Hyposerica goudoti

Scientific classification
- Kingdom: Animalia
- Phylum: Arthropoda
- Class: Insecta
- Order: Coleoptera
- Suborder: Polyphaga
- Infraorder: Scarabaeiformia
- Family: Scarabaeidae
- Genus: Hyposerica
- Species: H. goudoti
- Binomial name: Hyposerica goudoti Brenske, 1899

= Hyposerica goudoti =

- Genus: Hyposerica
- Species: goudoti
- Authority: Brenske, 1899

Species of beetle

Hyposerica goudoti is a species of beetle of the family Scarabaeidae. It is found in Madagascar.

==Description==
Adults reach a length of about 9.5 mm. They are brown below, very dark above and strongly tomentose, with the frons and legs shiny. It can be distinguished from similar species by the fact that the lateral margin does not gradually approach the tip of the elytra, but instead curves away from the margin again in a shallow arc in the middle. The clypeus is broad, poorly margined, rather coarsely punctate, with a few inconspicuous setae.

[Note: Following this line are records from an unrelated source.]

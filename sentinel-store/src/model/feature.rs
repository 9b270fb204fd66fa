use std::fmt;

/// Canonical per-guild feature toggles.
///
/// The declaration order is the order used for display and for the keys
/// written to disk.
#[derive(Clone, Copy, Debug, PartialEq, Eq, Hash, PartialOrd, Ord)]
pub enum Feature {
    BanFunction,
    WelcomeMessages,
    AutoModeration,
    Logs,
    DmNotifications,
    AntiSpam,
    AutoRole,
}

impl Feature {
    pub const ALL: [Feature; 7] = [
        Feature::BanFunction,
        Feature::WelcomeMessages,
        Feature::AutoModeration,
        Feature::Logs,
        Feature::DmNotifications,
        Feature::AntiSpam,
        Feature::AutoRole,
    ];

    /// Storage key for this feature.
    pub const fn key(self) -> &'static str {
        match self {
            Feature::BanFunction => "ban_function",
            Feature::WelcomeMessages => "welcome_messages",
            Feature::AutoModeration => "auto_moderation",
            Feature::Logs => "logs",
            Feature::DmNotifications => "dm_notifications",
            Feature::AntiSpam => "anti_spam",
            Feature::AutoRole => "auto_role",
        }
    }

    /// Value used for a fresh guild or a missing key.
    pub const fn default_enabled(self) -> bool {
        match self {
            Feature::BanFunction => true,
            Feature::WelcomeMessages => true,
            Feature::AutoModeration => false,
            Feature::Logs => true,
            Feature::DmNotifications => true,
            Feature::AntiSpam => false,
            Feature::AutoRole => false,
        }
    }

    pub const fn label(self) -> &'static str {
        match self {
            Feature::BanFunction => "Ban System",
            Feature::WelcomeMessages => "Welcome Messages",
            Feature::AutoModeration => "Auto Moderation",
            Feature::Logs => "Logs",
            Feature::DmNotifications => "DM Notifications",
            Feature::AntiSpam => "Anti-Spam",
            Feature::AutoRole => "Auto Role",
        }
    }

    pub const fn description(self) -> &'static str {
        match self {
            Feature::BanFunction => "Allows banning members with a custom announcement.",
            Feature::WelcomeMessages => "Greets new members automatically.",
            Feature::AutoModeration => "Removes inappropriate messages automatically.",
            Feature::Logs => "Records bot actions in the process log.",
            Feature::DmNotifications => "Sends a direct message to members affected by actions.",
            Feature::AntiSpam => "Detects and removes spam.",
            Feature::AutoRole => "Assigns a role to new members automatically.",
        }
    }

    /// Resolve a storage key. Matching is exact.
    pub fn from_key(key: &str) -> Option<Self> {
        Self::ALL.into_iter().find(|feature| feature.key() == key)
    }
}

impl fmt::Display for Feature {
    fn fmt(&self, f: &mut fmt::Formatter<'_>) -> fmt::Result {
        f.write_str(self.key())
    }
}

The frons is partly shiny, with the two setae behind the slightly curved suture disappear among the other scarcely fainter punctures there. The pronotum has conspicuously broad, rounded hind angles. The scutellum is almost punctate in lateral rows. The elytra, apart from the lateral margin feature, have marginal setae and narrow, unpunctate stripes, which are, however, indistinctly bordered by rows of punctures.